The goal is to find a number in a list. How can we achieve such an approach with Python? Doing this the ‘classic way’ is to use a linear search algorithm. But the performance might not be the best if we have a list with thousands of elements. Using the Big-O-Notation, it’s only O(n). So, if you have a lot of elements you should try a binary search algorithm (O(log n)) The idea is to split the list in half and determine whether the number we are looking for is in the left half or in the right half.

Note: There are two ways to accomplish this: You can implement a recursive algorithm or a iterative version.

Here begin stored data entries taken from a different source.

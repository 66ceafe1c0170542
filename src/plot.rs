//! Bland-Altman plots rendered with `plotters`.
//!
//! The chart shows the mean of every complete pair against its difference,
//! with dashed reference lines at the bias and at both limits of agreement.
//! Each line is annotated with its value just right of the largest pair mean.
//!
//! Drawing works on any `plotters` backend; [`render_svg`] renders into an
//! in-memory SVG document.

use alloc::string::{String, ToString};
use alloc::vec::Vec;
use core::ops::Range;

use num_traits::Float;
use ordered_float::OrderedFloat;
use plotters::{
    coord::Shift,
    prelude::*,
    series::DashedLineSeries,
    style::text_anchor::{HPos, Pos, VPos},
};

use crate::{Agreement, BlandAltman, Error, Measurement};

/// Appearance of a Bland-Altman chart
#[derive(Debug, Clone)]
pub struct PlotStyle {
    /// Chart caption, none by default
    pub caption: Option<String>,
    /// Description of the x axis
    pub x_desc: String,
    /// Description of the y axis
    pub y_desc: String,
    /// Radius of the scatter points in pixels
    pub point_radius: u32,
    /// Horizontal offset of the annotations, as a fraction of the largest pair mean
    pub annotation_offset: f64,
    /// Vertical offset of the limit annotations away from their line, in data units
    pub label_offset: f64,
    /// Decimal places of the annotated values
    pub precision: usize,
    /// Font size of the annotations
    pub font_size: f64,
    /// Colour of the scatter points
    pub point_color: RGBColor,
    /// Colour of the mean difference line
    pub mean_color: RGBColor,
    /// Colour of the limit of agreement lines
    pub limit_color: RGBColor,
}

impl Default for PlotStyle {
    fn default() -> Self {
        Self {
            caption: None,
            x_desc: "Mean of Data1 and Data2".to_string(),
            y_desc: "Difference between Data1 and Data2".to_string(),
            point_radius: 3,
            annotation_offset: 0.02,
            label_offset: 1.0,
            precision: 2,
            font_size: 14.0,
            point_color: RGBColor(31, 119, 180),
            mean_color: RGBColor(128, 128, 128),
            limit_color: RED,
        }
    }
}

impl PlotStyle {
    /// Sets the chart caption
    ///
    /// # Arguments
    ///
    /// * `caption` - The caption drawn above the chart
    ///
    /// # Returns
    ///
    /// * `&mut Self` - The style object
    pub fn set_caption(&mut self, caption: impl Into<String>) -> &mut Self {
        self.caption = Some(caption.into());
        self
    }

    /// Sets the axis descriptions
    ///
    /// # Arguments
    ///
    /// * `x_desc` - Description of the pair means axis
    /// * `y_desc` - Description of the differences axis
    ///
    /// # Returns
    ///
    /// * `&mut Self` - The style object
    pub fn set_axis_desc(&mut self, x_desc: impl Into<String>, y_desc: impl Into<String>) -> &mut Self {
        self.x_desc = x_desc.into();
        self.y_desc = y_desc.into();
        self
    }
}

/// A horizontal reference line with its annotation
struct ReferenceLine {
    label: &'static str,
    value: f64,
    shift: f64,
    color: RGBColor,
}

/// Everything the chart needs, in plotting coordinates
struct Layout {
    points: Vec<(f64, f64)>,
    lines: Vec<ReferenceLine>,
    text_x: f64,
    x: Range<f64>,
    y: Range<f64>,
}

impl Layout {
    fn new<T>(stats: &BlandAltman<T>, agreement: &Agreement<T>, style: &PlotStyle) -> Result<Self, Error>
    where
        T: Default + Clone + Float,
    {
        let points: Vec<(f64, f64)> = stats
            .points()
            .filter_map(|(m, d)| m.to_f64().zip(d.to_f64()))
            .filter(|(m, d)| m.is_finite() && d.is_finite())
            .collect();
        if points.is_empty() {
            return Err(Error::NoCompletePairs);
        }

        let max_mean = stats
            .max_mean()
            .and_then(|m| m.to_f64())
            .ok_or(Error::NoCompletePairs)?;
        let scale = if max_mean.abs() > f64::EPSILON {
            max_mean.abs()
        } else {
            // no magnitude to scale by, fall back to the spread of the means
            extent(points.iter().map(|p| p.0).chain([max_mean]))
                .map(|r| r.end - r.start)
                .filter(|span| *span > f64::EPSILON)
                .unwrap_or(1.0)
        };
        let text_x = max_mean + style.annotation_offset * scale;

        let lines: Vec<ReferenceLine> = [
            ("Mean Difference", agreement.mean_diff, 0.0, style.mean_color),
            ("Mean + 1.96 SD", agreement.upper_limit, style.label_offset, style.limit_color),
            ("Mean - 1.96 SD", agreement.lower_limit, -style.label_offset, style.limit_color),
        ]
        .into_iter()
        .filter_map(|(label, value, shift, color)| {
            let value = value.to_f64().filter(|v| v.is_finite())?;
            Some(ReferenceLine {
                label,
                value,
                shift,
                color,
            })
        })
        .collect();

        let x = extent(points.iter().map(|p| p.0).chain([text_x])).ok_or(Error::NoCompletePairs)?;
        let y = extent(
            points
                .iter()
                .map(|p| p.1)
                .chain(lines.iter().map(|l| l.value + l.shift)),
        )
        .ok_or(Error::NoCompletePairs)?;

        // room right of the annotations for the label text
        let x = pad(x, 0.05, 0.15);
        let y = pad(y, 0.1, 0.1);
        log::trace!("bland-altman chart ranges x={x:?} y={y:?}");

        Ok(Self {
            points,
            lines,
            text_x,
            x,
            y,
        })
    }
}

/// Returns the range spanned by the finite values
fn extent(values: impl Iterator<Item = f64>) -> Option<Range<f64>> {
    let (min, max) = values
        .filter(|v| v.is_finite())
        .map(OrderedFloat)
        .fold(None, |acc, v| match acc {
            None => Some((v, v)),
            Some((lo, hi)) => Some((lo.min(v), hi.max(v))),
        })?;
    Some(min.0..max.0)
}

/// Widens a range by fractions of its span, a degenerate range by one unit
fn pad(range: Range<f64>, low: f64, high: f64) -> Range<f64> {
    let span = range.end - range.start;
    if span <= f64::EPSILON * range.end.abs().max(1.0) {
        return (range.start - 1.0)..(range.end + 1.0);
    }
    (range.start - low * span)..(range.end + high * span)
}

fn drawing<E: ToString>(err: E) -> Error {
    Error::Drawing(err.to_string())
}

/// Draws the Bland-Altman chart of the statistics and presents it on the drawing area
///
/// # Arguments
///
/// * `stats` - The accumulated measurement pairs
/// * `area` - The drawing area to draw on
/// * `style` - The chart appearance
///
/// # Returns
///
/// * `Result<Agreement<T>, Error>` - The agreement summary the chart was drawn
///   from, [`Error::NoCompletePairs`] if there is no point to draw,
///   [`Error::Drawing`] if the backend fails
pub fn draw<T, DB>(
    stats: &BlandAltman<T>,
    area: &DrawingArea<DB, Shift>,
    style: &PlotStyle,
) -> Result<Agreement<T>, Error>
where
    T: Default + Clone + Float,
    DB: DrawingBackend,
{
    let agreement = stats.agreement();
    render(stats, &agreement, area, style)?;
    Ok(agreement)
}

fn render<T, DB>(
    stats: &BlandAltman<T>,
    agreement: &Agreement<T>,
    area: &DrawingArea<DB, Shift>,
    style: &PlotStyle,
) -> Result<(), Error>
where
    T: Default + Clone + Float,
    DB: DrawingBackend,
{
    let layout = Layout::new(stats, agreement, style)?;

    area.fill(&WHITE).map_err(drawing)?;

    let mut builder = ChartBuilder::on(area);
    if let Some(caption) = &style.caption {
        builder.caption(caption, ("sans-serif", 20));
    }
    let mut chart = builder
        .margin(10)
        .x_label_area_size(40)
        .y_label_area_size(60)
        .build_cartesian_2d(layout.x.clone(), layout.y.clone())
        .map_err(drawing)?;

    chart
        .configure_mesh()
        .x_desc(style.x_desc.as_str())
        .y_desc(style.y_desc.as_str())
        .draw()
        .map_err(drawing)?;

    let point_style = style.point_color.filled();
    chart
        .draw_series(
            layout
                .points
                .iter()
                .map(|&p| Circle::new(p, style.point_radius, point_style)),
        )
        .map_err(drawing)?;

    for line in &layout.lines {
        let color = line.color;
        chart
            .draw_series(DashedLineSeries::new(
                vec![(layout.x.start, line.value), (layout.x.end, line.value)],
                6,
                4,
                color.stroke_width(1),
            ))
            .map_err(drawing)?
            .label(line.label)
            .legend(move |(x, y)| PathElement::new(vec![(x, y), (x + 20, y)], color));

        let text_style = ("sans-serif", style.font_size)
            .into_font()
            .color(&color)
            .pos(Pos::new(HPos::Left, VPos::Center));
        chart
            .draw_series(core::iter::once(Text::new(
                format!("{:.*}", style.precision, line.value),
                (layout.text_x, line.value + line.shift),
                text_style,
            )))
            .map_err(drawing)?;
    }

    chart
        .configure_series_labels()
        .background_style(WHITE.mix(0.8))
        .border_style(BLACK)
        .draw()
        .map_err(drawing)?;

    area.present().map_err(drawing)
}

/// Renders the Bland-Altman chart of the statistics into an SVG document
///
/// # Arguments
///
/// * `stats` - The accumulated measurement pairs
/// * `style` - The chart appearance
/// * `size` - Width and height of the chart in pixels
///
/// # Returns
///
/// * `Result<String, Error>` - The SVG document
pub fn render_svg<T>(stats: &BlandAltman<T>, style: &PlotStyle, size: (u32, u32)) -> Result<String, Error>
where
    T: Default + Clone + Float,
{
    let mut svg = String::new();
    {
        let root = SVGBackend::with_string(&mut svg, size).into_drawing_area();
        draw(stats, &root, style)?;
    }
    Ok(svg)
}

/// Computes the Bland-Altman statistics of two paired series and plots them
///
/// The scatter of pair means against differences is drawn with the default
/// [`PlotStyle`], annotated with the bias and limits of agreement, and
/// presented on `area`.
///
/// When no pair is complete there is nothing to draw: the area is left
/// untouched and the statistics come back as `NaN`.
///
/// # Arguments
///
/// * `data1` - The measurements of the first method
/// * `data2` - The measurements of the second method, paired by position
/// * `area` - The drawing area to present the chart on
///
/// # Returns
///
/// * `Result<Agreement<T>, Error>` - The agreement summary
///
/// # Examples
///
/// ```
/// use bland_altman::bland_altman_plot;
/// use assert_approx_eq::assert_approx_eq;
/// use plotters::prelude::*;
///
/// let mut svg = String::new();
/// let agreement = {
///     let root = SVGBackend::with_string(&mut svg, (640, 480)).into_drawing_area();
///     bland_altman_plot(&[10.0_f64, 12.0, 14.0], &[9.0, 13.0, 13.0], &root).unwrap()
/// };
///
/// assert_approx_eq!(agreement.upper_limit, 2.181239, 1e-6);
/// assert!(svg.contains("2.18"));
/// ```
pub fn bland_altman_plot<T, A, B, DB>(
    data1: &[A],
    data2: &[B],
    area: &DrawingArea<DB, Shift>,
) -> Result<Agreement<T>, Error>
where
    T: Default + Clone + Float,
    A: Measurement<Value = T>,
    B: Measurement<Value = T>,
    DB: DrawingBackend,
{
    let mut stats = BlandAltman::new();
    stats.extend_from_slices(data1, data2)?;

    let agreement = stats.agreement();
    match render(&stats, &agreement, area, &PlotStyle::default()) {
        Ok(()) | Err(Error::NoCompletePairs) => Ok(agreement),
        Err(err) => Err(err),
    }
}
use chrono::NaiveTime;
use crate::errors::ProcessingError;
use crate::models::forecast::{DailyAstroFact, DayClouds, DayRecord, HourlyObservation};
use crate::moon;
use crate::moon::MoonPhase;

/// Checks whether a wall clock time falls inside a range that may wrap
/// across midnight.
///
/// The time is in range if it is at or past the range start, or if it lies
/// in [00:00, range end]. A range whose start is after its end therefore
/// behaves as a wrap, e.g. 22:00 to 03:00.
///
/// # Arguments
///
/// * 'range_from' - start of the range, typically sunset
/// * 'range_to' - end of the range, typically an early morning cutoff
/// * 'timestamp' - the time to check
pub fn is_time_in_range(range_from: NaiveTime, range_to: NaiveTime, timestamp: NaiveTime) -> bool {
    timestamp >= range_from || timestamp <= range_to
}

/// Groups the hourly cloud feed by calendar day.
///
/// Hours keep their feed order within each day and days appear in first seen
/// order, which is chronological since the provider delivers hourly data in
/// order. A repeated (date, time) slot is overwritten, last value wins.
///
/// The hourly feed ends exactly at midnight after the last requested day, so
/// the result carries one trailing boundary day holding only its 00:00 slot.
/// That day is sliced off by [merge], not here, making the output one day
/// longer than the astro fact sequence.
///
/// # Arguments
///
/// * 'observations' - the hourly cloud cover feed, chronologically ordered
pub fn group_by_day(observations: &[HourlyObservation]) -> Vec<DayClouds> {
    let mut days: Vec<DayClouds> = Vec::new();

    for obs in observations {
        let date = obs.date_time.date();
        let time = obs.date_time.time();

        match days.iter_mut().find(|d| d.date == date) {
            Some(day) => match day.hours.iter_mut().find(|(t, _)| *t == time) {
                Some(slot) => slot.1 = obs.cloudiness,
                None => day.hours.push((time, obs.cloudiness)),
            },
            None => days.push(DayClouds { date, hours: vec![(time, obs.cloudiness)] }),
        }
    }

    days
}

/// Merges grouped cloud data with the per day astro facts into the final
/// per day records.
///
/// The fact sequence must be exactly one shorter than the grouped day
/// sequence, the extra day being the trailing midnight boundary produced by
/// [group_by_day]. That invariant is asserted before anything is dropped.
/// Moon illuminations are projected to midnight in one batch up front, then
/// days and facts are paired positionally. Per day, only hours between
/// sunset and the cutoff time with cloudiness at or below the threshold
/// survive; a day with no surviving hours is silently pruned. The trailing
/// boundary day is never paired and falls away.
///
/// # Arguments
///
/// * 'days' - grouped cloud data in chronological order
/// * 'facts' - per day astro facts, positionally aligned with 'days'
/// * 'max_cloudiness' - highest acceptable cloud cover in percent
/// * 'cutoff' - end of the observation window, e.g. 03:00
pub fn merge(
    days: Vec<DayClouds>,
    facts: &[DailyAstroFact],
    max_cloudiness: u8,
    cutoff: NaiveTime,
) -> Result<Vec<DayRecord>, ProcessingError> {
    if facts.len() + 1 != days.len() {
        return Err(ProcessingError::MergeArity { days: days.len(), facts: facts.len() });
    }

    let midday: Vec<f64> = facts.iter().map(|f| f.moon_illumination_midday).collect();
    let phases: Vec<MoonPhase> = facts.iter().map(|f| f.moon_phase).collect();
    let projected = moon::project_batch(&midday, &phases)?;

    let mut records: Vec<DayRecord> = Vec::with_capacity(facts.len());

    // zip stops at the facts, slicing off the trailing boundary day
    for ((day, fact), illumination) in days.into_iter().zip(facts).zip(projected) {
        let hours: Vec<(NaiveTime, u8)> = day
            .hours
            .into_iter()
            .filter(|(time, cloudiness)| {
                is_time_in_range(fact.sunset, cutoff, *time) && *cloudiness <= max_cloudiness
            })
            .collect();

        if hours.is_empty() {
            continue;
        }

        records.push(DayRecord {
            date: day.date,
            sunset: fact.sunset,
            moon_illumination: illumination,
            moon_phase: fact.moon_phase,
            hours,
        });
    }

    Ok(records)
}

#[cfg(test)]
mod tests {
    use super::*;
    use chrono::{NaiveDate, NaiveDateTime};

    fn time(hour: u32, minute: u32) -> NaiveTime {
        NaiveTime::from_hms_opt(hour, minute, 0).unwrap()
    }

    fn date(year: i32, month: u32, day: u32) -> NaiveDate {
        NaiveDate::from_ymd_opt(year, month, day).unwrap()
    }

    fn observation(date_time: &str, cloudiness: u8) -> HourlyObservation {
        HourlyObservation {
            date_time: NaiveDateTime::parse_from_str(date_time, "%Y-%m-%d %H:%M").unwrap(),
            cloudiness,
        }
    }

    #[test]
    fn test_time_in_wrapping_range() {
        assert!(is_time_in_range(time(16, 0), time(3, 0), time(19, 41)));
        assert!(!is_time_in_range(time(16, 0), time(3, 0), time(10, 0)));
        assert!(is_time_in_range(time(16, 0), time(3, 0), time(0, 30)));
    }

    #[test]
    fn test_time_range_inclusive_ends() {
        assert!(is_time_in_range(time(16, 0), time(3, 0), time(16, 0)));
        assert!(is_time_in_range(time(16, 0), time(3, 0), time(3, 0)));
        assert!(!is_time_in_range(time(16, 0), time(3, 0), time(3, 1)));
    }

    #[test]
    fn test_group_by_day() {
        let grouped = group_by_day(&[
            observation("2001-12-06 15:00", 15),
            observation("2001-12-06 16:00", 25),
        ]);

        assert_eq!(grouped.len(), 1);
        assert_eq!(grouped[0].date, date(2001, 12, 6));
        assert_eq!(grouped[0].hours, vec![(time(15, 0), 15), (time(16, 0), 25)]);
    }

    #[test]
    fn test_group_by_day_trailing_boundary() {
        let grouped = group_by_day(&[
            observation("2001-12-06 22:00", 15),
            observation("2001-12-06 23:00", 25),
            observation("2001-12-07 00:00", 35),
        ]);

        assert_eq!(grouped.len(), 2);
        assert_eq!(grouped[1].date, date(2001, 12, 7));
        assert_eq!(grouped[1].hours, vec![(time(0, 0), 35)]);
    }

    #[test]
    fn test_group_by_day_last_value_wins() {
        let grouped = group_by_day(&[
            observation("2001-12-06 15:00", 15),
            observation("2001-12-06 15:00", 90),
        ]);

        assert_eq!(grouped[0].hours, vec![(time(15, 0), 90)]);
    }

    fn fact(year: i32, month: u32, day: u32) -> DailyAstroFact {
        DailyAstroFact {
            date: date(year, month, day),
            sunset: time(18, 0),
            moon_illumination_midday: 15.4,
            moon_phase: MoonPhase::WaxingCrescent,
        }
    }

    #[test]
    fn test_merge_filters_and_prunes() {
        // Day 1: one hour survives, one excluded by time range, one by cloudiness.
        // Day 2: all hours fail, the day must be absent. Day 3 is the boundary.
        let days = group_by_day(&[
            observation("2001-12-06 14:00", 10),
            observation("2001-12-06 22:00", 40),
            observation("2001-12-06 23:00", 80),
            observation("2001-12-07 12:00", 20),
            observation("2001-12-08 00:00", 55),
        ]);
        let facts = [fact(2001, 12, 6), fact(2001, 12, 7)];

        let records = merge(days, &facts, 50, time(3, 0)).unwrap();

        assert_eq!(records.len(), 1);
        assert_eq!(records[0].date, date(2001, 12, 6));
        assert_eq!(records[0].hours, vec![(time(22, 0), 40)]);
        assert_eq!(records[0].sunset, time(18, 0));
        assert_eq!(records[0].moon_illumination, 19.0);
        assert_eq!(records[0].moon_phase, MoonPhase::WaxingCrescent);
    }

    #[test]
    fn test_merge_checks_arity() {
        let days = group_by_day(&[
            observation("2001-12-06 22:00", 40),
            observation("2001-12-07 00:00", 40),
        ]);
        let facts = [fact(2001, 12, 6), fact(2001, 12, 7)];

        assert_eq!(
            merge(days, &facts, 50, time(3, 0)),
            Err(ProcessingError::MergeArity { days: 2, facts: 2 })
        );
    }

    #[test]
    fn test_merge_keeps_early_morning_hours() {
        let days = group_by_day(&[
            observation("2001-12-06 00:30", 5),
            observation("2001-12-06 12:00", 5),
            observation("2001-12-06 22:00", 5),
            observation("2001-12-07 00:00", 5),
        ]);
        let facts = [fact(2001, 12, 6)];

        let records = merge(days, &facts, 50, time(3, 0)).unwrap();

        assert_eq!(records[0].hours, vec![(time(0, 30), 5), (time(22, 0), 5)]);
    }

    #[test]
    fn test_merge_idempotent() {
        let feed = [
            observation("2001-12-06 19:00", 10),
            observation("2001-12-06 22:00", 40),
            observation("2001-12-07 21:00", 30),
            observation("2001-12-08 00:00", 55),
        ];
        let facts = [fact(2001, 12, 6), fact(2001, 12, 7)];

        let first = merge(group_by_day(&feed), &facts, 50, time(3, 0)).unwrap();
        let second = merge(group_by_day(&feed), &facts, 50, time(3, 0)).unwrap();

        assert_eq!(first, second);
    }

    #[test]
    fn test_merge_propagates_invalid_percentage() {
        let days = group_by_day(&[
            observation("2001-12-06 22:00", 40),
            observation("2001-12-07 00:00", 40),
        ]);
        let facts = [DailyAstroFact {
            moon_illumination_midday: 120.0,
            ..fact(2001, 12, 6)
        }];

        assert_eq!(
            merge(days, &facts, 50, time(3, 0)),
            Err(ProcessingError::InvalidPercentage(120.0))
        );
    }
}
use std::process;
use anyhow::Result;
use chrono::Local;
use log::{error, info, warn};
use crate::config::Config;
use crate::manager_meteoblue::Meteoblue;
use crate::manager_telegram::Telegram;

mod config;
mod errors;
mod initialization;
mod manager_meteoblue;
mod manager_telegram;
mod models;
mod moon;
mod report;
mod weather;

fn main() {
    let config = match initialization::init() {
        Ok(config) => config,
        Err(e) => {
            eprintln!("{}", e);
            process::exit(1);
        }
    };

    if let Err(e) = run(&config) {
        error!("{}", e);
        process::exit(1);
    }
}

/// Fetches, processes and delivers one visibility report
///
/// # Arguments
///
/// * 'config' - the loaded configuration
fn run(config: &Config) -> Result<()> {
    let meteoblue = Meteoblue::new(&config.meteoblue, &config.geo_ref);
    let telegram = Telegram::new(&config.telegram);

    let now = Local::now();
    let observations = meteoblue.get_cloud_forecast(now)?;
    let facts = meteoblue.get_sun_moon_forecast()?;

    let grouped = weather::group_by_day(&observations);
    let records = weather::merge(
        grouped,
        &facts,
        config.filter.max_cloudiness,
        config.filter.cutoff_time,
    )?;

    info!("{} days left after filtering", records.len());

    match report::compose_report(&records, config.filter.max_cloudiness, now) {
        Some(text) => telegram.send_message(text)?,
        None => warn!("report not composed, insufficient data for the requested window"),
    }

    Ok(())
}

Here I go the iterative way.

Let’s say we have the following list:

MY_LIST = [4, 43, 12, 89, 17, 23, 1, 66, 103]

The first thing we have to do is to sort this list using the sort() method.

MY_LIST.sort()
print(MY_LIST)  # -> [1, 4, 12, 17, 23, 43, 66, 89, 103]

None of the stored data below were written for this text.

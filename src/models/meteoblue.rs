use serde::Deserialize;

#[derive(Deserialize)]
pub struct CloudForecast {
    pub data_1h: HourlyData,
}

/// Parallel arrays of the meteoblue "clouds-1h" package, one entry per hour
#[derive(Deserialize)]
pub struct HourlyData {
    pub time: Vec<String>,
    pub totalcloudcover: Vec<u8>,
}

#[derive(Deserialize)]
pub struct SunMoonForecast {
    pub data_day: DailyData,
}

/// Parallel arrays of the meteoblue "sunmoon" package, one entry per day
#[derive(Deserialize)]
pub struct DailyData {
    pub time: Vec<String>,
    pub sunset: Vec<String>,
    pub moonilluminatedfraction: Vec<f64>,
    pub moonphasename: Vec<String>,
}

Then follows the iterative implementation of the binary search:

def binary_search(number_list, number):
"""A binary search function

Arguments:
	number_list {list} -- A list with sorted integer values
	number {integer} -- The number we are searching for

Returns:
	integer -- Returns the index of the given number
"""

lower_bound = 0
upper_bound = len(MY_LIST)

while lower_bound < upper_bound:

	# Split the list
	mid_index = lower_bound + (upper_bound - lower_bound) / 2
	mid_index = int(mid_index)

	if number_list[mid_index] == number:
		return mid_index

	# Check if the number we are looking for
	# is in the left or the right half
	elif number_list[mid_index] < number:
		lower_bound = mid_index + 1
	else:
		upper_bound = mid_index

INDEX_VALUE = binary_search(MY_LIST, 89)
print(INDEX_VALUE)  # -> Index 7

It’s a lot of code, but we just needed three steps to find the number.

log2(9) = 3.17

With the linear search, it would have taken eight steps.

Note: The binary search is not always the best way to go, because you have to sort the list, and sorting takes time. So, the combination of sorting and binary search might be slower than using a linear search.